TASK DETAILS
Lines in the entries below where the word "café" shows up should each be copied.

START PROVIDED RECORDS

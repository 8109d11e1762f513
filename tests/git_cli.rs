use std::fs;
use std::path::Path;
use std::process::Command;

use stashpeek::git::{GitCli, StashBackend};
use tempfile::TempDir;

fn git_available() -> bool {
    Command::new("git").arg("--version").output().is_ok_and(|o| o.status.success())
}

fn git(dir: &Path, args: &[&str]) {
    let status = Command::new("git")
        .arg("-C")
        .arg(dir)
        .args(args)
        .output()
        .expect("git did not start");
    assert!(status.status.success(), "git {:?} failed: {}", args, String::from_utf8_lossy(&status.stderr));
}

/// A repository with one commit of `tracked.txt`.
fn repo() -> TempDir {
    let dir = TempDir::new().expect("tempdir");
    let path = dir.path();
    git(path, &["init", "-q"]);
    git(path, &["config", "user.email", "dev@example.com"]);
    git(path, &["config", "user.name", "Dev"]);
    git(path, &["config", "commit.gpgsign", "false"]);
    fs::write(path.join("tracked.txt"), "one\n").unwrap();
    git(path, &["add", "tracked.txt"]);
    git(path, &["commit", "-q", "-m", "init"]);
    dir
}

#[test]
fn lists_shows_and_drops_stashes() {
    if !git_available() {
        eprintln!("git not installed; skipping");
        return;
    }
    let dir = repo();
    let path = dir.path();
    fs::write(path.join("tracked.txt"), "one\ntwo\n").unwrap();
    git(path, &["stash", "push", "-q", "-m", "first change"]);

    let cli = GitCli::new("git", path);
    let stashes = cli.list_stashes().unwrap();
    assert_eq!(stashes.len(), 1);
    assert_eq!(stashes[0].reference, "stash@{0}");
    assert!(stashes[0].message.contains("first change"));
    assert!(!stashes[0].relative_age.is_empty());

    let diff = cli.show_stash_diff("stash@{0}").unwrap();
    assert!(diff.contains("tracked.txt"));
    assert!(diff.contains("two"));

    let applied = cli.apply_stash("stash@{0}").unwrap();
    assert!(applied.contains("tracked.txt"));
    assert_eq!(fs::read_to_string(path.join("tracked.txt")).unwrap(), "one\ntwo\n");

    cli.drop_stash("stash@{0}").unwrap();
    assert!(cli.list_stashes().unwrap().is_empty());
}

#[test]
fn dropping_a_missing_stash_reports_git_output() {
    if !git_available() {
        return;
    }
    let dir = repo();
    let cli = GitCli::new("git", dir.path());
    let failure = cli.drop_stash("stash@{5}").unwrap_err();
    assert_eq!(failure.operation, "stash drop");
    assert!(failure.exit_code.is_some_and(|c| c != 0));
    assert!(!failure.output.is_empty());
}

#[test]
fn scans_diffs_and_stashes_selected_paths() {
    if !git_available() {
        return;
    }
    let dir = repo();
    let path = dir.path();
    fs::write(path.join("tracked.txt"), "one\nchanged\n").unwrap();
    fs::write(path.join("staged.txt"), "new\n").unwrap();
    git(path, &["add", "staged.txt"]);

    let cli = GitCli::new("git", path);
    let mut changes = cli.scan_working_tree().unwrap();
    changes.sort_by(|a, b| a.path.cmp(&b.path));
    assert_eq!(changes.len(), 2);
    assert_eq!((changes[0].path.as_str(), changes[0].status, changes[0].staged), ("staged.txt", 'A', true));
    assert_eq!((changes[1].path.as_str(), changes[1].status, changes[1].staged), ("tracked.txt", 'M', false));

    assert!(cli.diff_file("staged.txt", true).unwrap().contains("new"));
    assert!(cli.diff_file("staged.txt", false).unwrap().trim().is_empty());
    assert!(cli.diff_file("tracked.txt", false).unwrap().contains("changed"));

    cli.create_stash(&["tracked.txt".to_string()], "only tracked").unwrap();
    let stashes = cli.list_stashes().unwrap();
    assert_eq!(stashes.len(), 1);
    assert!(stashes[0].message.contains("only tracked"));

    let remaining = cli.scan_working_tree().unwrap();
    assert_eq!(remaining.len(), 1);
    assert_eq!(remaining[0].path, "staged.txt");
}

#[test]
fn restore_resets_tracked_and_removes_untracked() {
    if !git_available() {
        return;
    }
    let dir = repo();
    let path = dir.path();
    fs::write(path.join("tracked.txt"), "dirty\n").unwrap();
    fs::create_dir(path.join("scratch")).unwrap();
    fs::write(path.join("scratch").join("notes.txt"), "tmp\n").unwrap();

    let cli = GitCli::new("git", path);
    let out = cli.restore_working_tree().unwrap();
    assert!(out.contains("HEAD is now at"));
    assert!(out.contains("scratch"));
    assert!(cli.scan_working_tree().unwrap().is_empty());
    assert_eq!(fs::read_to_string(path.join("tracked.txt")).unwrap(), "one\n");
}

#[test]
fn missing_binary_is_a_failure_without_exit_code() {
    let dir = TempDir::new().unwrap();
    let cli = GitCli::new("definitely-not-a-git-binary", dir.path());
    let failure = cli.list_stashes().unwrap_err();
    assert_eq!(failure.exit_code, None);
    assert_eq!(failure.operation, "stash list");
}

#[test]
fn non_ascii_paths_round_trip_through_scan_diff_and_stash() {
    if !git_available() {
        return;
    }
    let dir = repo();
    let path = dir.path();
    fs::write(path.join("café.txt"), "un\n").unwrap();
    git(path, &["add", "café.txt"]);
    git(path, &["commit", "-q", "-m", "accent"]);
    fs::write(path.join("café.txt"), "un\ndeux\n").unwrap();

    let cli = GitCli::new("git", path);
    let changes = cli.scan_working_tree().unwrap();
    assert_eq!(changes.len(), 1);
    assert_eq!(changes[0].path, "café.txt");

    assert!(cli.diff_file("café.txt", false).unwrap().contains("deux"));
    cli.create_stash(&["café.txt".to_string()], "accented").unwrap();
    assert!(cli.scan_working_tree().unwrap().is_empty());
}

#[test]
fn untracked_files_can_be_diffed_and_stashed() {
    if !git_available() {
        return;
    }
    let dir = repo();
    let path = dir.path();
    fs::create_dir(path.join("notes")).unwrap();
    fs::write(path.join("notes").join("new.txt"), "hello\n").unwrap();
    fs::write(path.join("tracked.txt"), "one\nmore\n").unwrap();

    let cli = GitCli::new("git", path);
    let mut changes = cli.scan_working_tree().unwrap();
    changes.sort_by(|a, b| a.path.cmp(&b.path));
    assert_eq!((changes[0].path.as_str(), changes[0].status, changes[0].staged), ("notes/new.txt", '?', false));

    let diff = cli.diff_file("notes/new.txt", false).unwrap();
    assert!(diff.contains("hello"));

    cli.create_stash(&["notes/new.txt".to_string()], "with untracked").unwrap();
    assert!(!path.join("notes").join("new.txt").exists());
    let remaining = cli.scan_working_tree().unwrap();
    assert_eq!(remaining.len(), 1);
    assert_eq!(remaining[0].path, "tracked.txt");

    let shown = cli.list_stashes().unwrap();
    assert_eq!(shown.len(), 1);
    cli.apply_stash("stash@{0}").unwrap();
    assert_eq!(fs::read_to_string(path.join("notes").join("new.txt")).unwrap(), "hello\n");
}
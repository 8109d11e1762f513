use ratatui::style::{Color, Modifier, Style};

/// Colors and styles used by the renderer. Built once at startup and handed
/// to every draw call.
pub struct Theme {
    pub focus_border: Color,
    pub blurred_border: Color,
    pub text: Color,
    pub text_secondary: Color,
    pub selection_fg: Color,
    pub modal_border: Color,

    // Specific components
    pub stash_title: Style,
    pub stash_meta: Style,
    pub file_path: Style,
    pub file_marked: Style,
    pub file_status_staged: Style,
    pub file_status_unstaged: Style,
    pub tab_highlight: Style,
    pub loading: Style,
    pub error: Style,
    pub footer: Style,
    pub status: Style,
    pub popup_title: Style,
    pub popup_text: Style,
    pub danger: Style,
}

impl Default for Theme {
    fn default() -> Self {
        Self {
            focus_border: Color::Cyan,
            blurred_border: Color::DarkGray,
            text: Color::White,
            text_secondary: Color::Gray,
            selection_fg: Color::Yellow,
            modal_border: Color::Magenta,

            stash_title: Style::default().fg(Color::White),
            stash_meta: Style::default().fg(Color::DarkGray).add_modifier(Modifier::ITALIC),
            file_path: Style::default().fg(Color::White),
            file_marked: Style::default().fg(Color::Yellow).add_modifier(Modifier::BOLD),
            file_status_staged: Style::default().fg(Color::Green).add_modifier(Modifier::BOLD),
            file_status_unstaged: Style::default().fg(Color::Red).add_modifier(Modifier::BOLD),
            tab_highlight: Style::default().fg(Color::Yellow).add_modifier(Modifier::BOLD | Modifier::UNDERLINED),
            loading: Style::default().fg(Color::Yellow).add_modifier(Modifier::BOLD),
            error: Style::default().fg(Color::Red).add_modifier(Modifier::BOLD),
            footer: Style::default().fg(Color::Gray).add_modifier(Modifier::DIM),
            status: Style::default().fg(Color::Gray),
            popup_title: Style::default().fg(Color::Cyan).add_modifier(Modifier::BOLD),
            popup_text: Style::default().fg(Color::White),
            danger: Style::default().fg(Color::Red).add_modifier(Modifier::BOLD),
        }
    }
}

impl Theme {
    pub fn border(&self, focused: bool) -> Style {
        if focused {
            Style::default().fg(self.focus_border).add_modifier(Modifier::BOLD)
        } else {
            Style::default().fg(self.blurred_border)
        }
    }
}
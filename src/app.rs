use std::collections::HashMap;
use chrono::Local;
use tracing::{debug, info, warn};
use crate::git::GatewayFailure;
use crate::input::Action;
use crate::models::{FileChange, FocusArea, Modal, Mode, StashEntry};
use crate::tasks::{Completion, ListPurpose, Task};
use crate::utils::{PanelSizes, calculate_max_scroll, strip_ansi};

/// All UI state. Every key press and every backend completion goes through
/// [`App::apply`] or [`App::on_completion`]; follow-up backend work is queued
/// and picked up with [`App::take_tasks`].
#[derive(Debug, Default)]
pub struct App {
    pub mode: Mode,
    pub modal: Modal,
    pub focus: FocusArea,
    /// Set while an operation the user is waiting on is in flight.
    pub loading: bool,
    pub last_error: Option<GatewayFailure>,
    /// The first stash listing failed. Nothing else works until restart.
    pub bootstrap_error: Option<GatewayFailure>,
    pub should_quit: bool,

    pub stashes: Vec<StashEntry>,
    pub selected_stash: Option<usize>,
    /// Explore panel contents and the reference they belong to.
    pub stash_diff: String,
    pub stash_diff_title: String,
    diff_target: Option<String>,
    /// Stash a pending delete or apply confirmation refers to.
    pending_target: Option<String>,

    pub files: Vec<FileChange>,
    pub selected_file: Option<usize>,
    pub selected: HashMap<String, FileChange>,
    pub expanded: HashMap<String, bool>,
    pub diffs: HashMap<String, String>,
    /// Outcome text shown above the combined diff in Build mode.
    pub build_notice: String,

    pub message_input: String,
    pub diff_scroll: u16,
    pub panels: PanelSizes,
    pub status: String,

    outbox: Vec<Task>,
    clipboard: Option<String>,
}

END PROVIDED RECORDS

EXERCISE ANSWER
    fs::write(path.join("café.txt"), "un\n").unwrap();
    git(path, &["add", "café.txt"]);
    fs::write(path.join("café.txt"), "un\ndeux\n").unwrap();
    assert_eq!(changes[0].path, "café.txt");
    assert!(cli.diff_file("café.txt", false).unwrap().contains("deux"));
    cli.create_stash(&["café.txt".to_string()], "accented").unwrap();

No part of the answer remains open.